### Assignment
Two lines in the data below mark the range: the one with "repository 5f68785de4821bf9" and the one with "async fn health()". Return both, along with every line between them, exactly.

### Data shown
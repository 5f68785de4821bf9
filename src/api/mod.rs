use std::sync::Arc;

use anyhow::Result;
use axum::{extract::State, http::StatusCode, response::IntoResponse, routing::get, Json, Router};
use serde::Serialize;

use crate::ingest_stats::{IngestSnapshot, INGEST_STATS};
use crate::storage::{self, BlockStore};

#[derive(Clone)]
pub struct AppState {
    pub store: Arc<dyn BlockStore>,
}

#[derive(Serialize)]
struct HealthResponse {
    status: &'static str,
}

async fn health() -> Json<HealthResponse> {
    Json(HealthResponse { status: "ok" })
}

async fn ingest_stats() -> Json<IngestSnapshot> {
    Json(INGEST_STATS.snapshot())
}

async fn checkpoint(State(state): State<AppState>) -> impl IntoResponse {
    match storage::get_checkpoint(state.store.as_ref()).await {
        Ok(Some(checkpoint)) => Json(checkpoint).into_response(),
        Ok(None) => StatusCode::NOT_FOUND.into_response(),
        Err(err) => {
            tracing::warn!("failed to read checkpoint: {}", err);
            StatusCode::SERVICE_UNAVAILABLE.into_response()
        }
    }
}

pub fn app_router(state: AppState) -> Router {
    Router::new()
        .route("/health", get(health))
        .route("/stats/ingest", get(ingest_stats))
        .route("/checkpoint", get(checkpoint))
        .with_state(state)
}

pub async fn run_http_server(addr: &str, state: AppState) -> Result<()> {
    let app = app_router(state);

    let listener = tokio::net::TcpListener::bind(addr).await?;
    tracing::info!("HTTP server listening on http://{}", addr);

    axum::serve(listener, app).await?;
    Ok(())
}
...
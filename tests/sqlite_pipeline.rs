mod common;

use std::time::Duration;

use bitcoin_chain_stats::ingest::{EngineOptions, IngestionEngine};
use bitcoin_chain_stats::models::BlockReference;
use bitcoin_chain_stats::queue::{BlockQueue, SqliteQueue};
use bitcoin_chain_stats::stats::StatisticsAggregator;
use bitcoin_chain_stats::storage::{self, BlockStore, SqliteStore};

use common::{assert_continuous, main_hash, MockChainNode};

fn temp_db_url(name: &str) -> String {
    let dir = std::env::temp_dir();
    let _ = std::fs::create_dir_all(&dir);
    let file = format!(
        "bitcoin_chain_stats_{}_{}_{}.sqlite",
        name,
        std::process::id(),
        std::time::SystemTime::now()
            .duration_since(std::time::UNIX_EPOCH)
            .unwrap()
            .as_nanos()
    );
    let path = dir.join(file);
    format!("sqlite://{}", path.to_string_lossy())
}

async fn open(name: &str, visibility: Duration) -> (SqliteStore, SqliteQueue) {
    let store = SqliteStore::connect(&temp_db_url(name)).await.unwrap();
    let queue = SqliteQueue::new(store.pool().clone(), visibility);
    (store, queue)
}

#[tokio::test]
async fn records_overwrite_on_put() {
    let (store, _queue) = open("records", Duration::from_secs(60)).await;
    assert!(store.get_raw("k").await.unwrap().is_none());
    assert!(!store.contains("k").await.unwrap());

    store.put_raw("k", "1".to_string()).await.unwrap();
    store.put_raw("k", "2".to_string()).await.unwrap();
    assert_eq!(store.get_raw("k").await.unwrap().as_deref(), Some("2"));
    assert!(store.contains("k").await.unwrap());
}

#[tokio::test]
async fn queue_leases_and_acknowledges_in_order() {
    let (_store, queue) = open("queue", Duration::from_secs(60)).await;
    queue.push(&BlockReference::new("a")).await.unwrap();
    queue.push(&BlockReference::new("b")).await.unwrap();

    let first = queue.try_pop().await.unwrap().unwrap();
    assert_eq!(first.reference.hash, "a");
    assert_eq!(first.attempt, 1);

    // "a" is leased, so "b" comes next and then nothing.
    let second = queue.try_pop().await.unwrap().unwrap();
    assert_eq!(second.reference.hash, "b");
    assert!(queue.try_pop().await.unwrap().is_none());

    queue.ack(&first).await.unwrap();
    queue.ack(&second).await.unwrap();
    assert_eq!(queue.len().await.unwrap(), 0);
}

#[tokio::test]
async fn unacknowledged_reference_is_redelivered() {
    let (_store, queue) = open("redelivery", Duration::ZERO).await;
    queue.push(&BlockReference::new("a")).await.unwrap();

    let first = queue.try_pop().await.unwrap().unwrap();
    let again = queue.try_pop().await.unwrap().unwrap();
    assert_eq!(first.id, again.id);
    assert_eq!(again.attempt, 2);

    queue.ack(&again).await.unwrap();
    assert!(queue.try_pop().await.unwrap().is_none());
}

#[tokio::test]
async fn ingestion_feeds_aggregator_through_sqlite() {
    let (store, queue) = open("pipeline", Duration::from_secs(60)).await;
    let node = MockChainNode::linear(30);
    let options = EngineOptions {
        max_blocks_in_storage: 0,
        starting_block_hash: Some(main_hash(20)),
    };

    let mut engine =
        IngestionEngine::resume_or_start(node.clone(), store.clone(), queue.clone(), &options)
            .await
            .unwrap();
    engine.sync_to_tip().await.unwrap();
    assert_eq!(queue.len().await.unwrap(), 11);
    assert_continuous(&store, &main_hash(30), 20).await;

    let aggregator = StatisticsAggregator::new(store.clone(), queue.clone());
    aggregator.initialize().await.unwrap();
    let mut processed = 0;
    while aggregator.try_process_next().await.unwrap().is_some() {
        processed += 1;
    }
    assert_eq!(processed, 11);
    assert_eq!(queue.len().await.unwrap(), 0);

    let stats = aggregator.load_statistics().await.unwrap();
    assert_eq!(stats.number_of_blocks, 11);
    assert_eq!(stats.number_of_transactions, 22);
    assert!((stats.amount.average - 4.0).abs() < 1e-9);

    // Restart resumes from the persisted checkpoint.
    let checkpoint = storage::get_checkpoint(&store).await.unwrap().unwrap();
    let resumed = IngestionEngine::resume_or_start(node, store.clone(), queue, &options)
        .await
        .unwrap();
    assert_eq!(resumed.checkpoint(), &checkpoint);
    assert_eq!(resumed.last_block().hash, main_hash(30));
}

### Solution for this task
repository 5f68785de4821bf9
filename src/api/mod.rs
use std::sync::Arc;

use anyhow::Result;
use axum::{extract::State, http::StatusCode, response::IntoResponse, routing::get, Json, Router};
use serde::Serialize;

use crate::ingest_stats::{IngestSnapshot, INGEST_STATS};
use crate::storage::{self, BlockStore};

#[derive(Clone)]
pub struct AppState {
    pub store: Arc<dyn BlockStore>,
}

#[derive(Serialize)]
struct HealthResponse {
    status: &'static str,
}

async fn health() -> Json<HealthResponse> {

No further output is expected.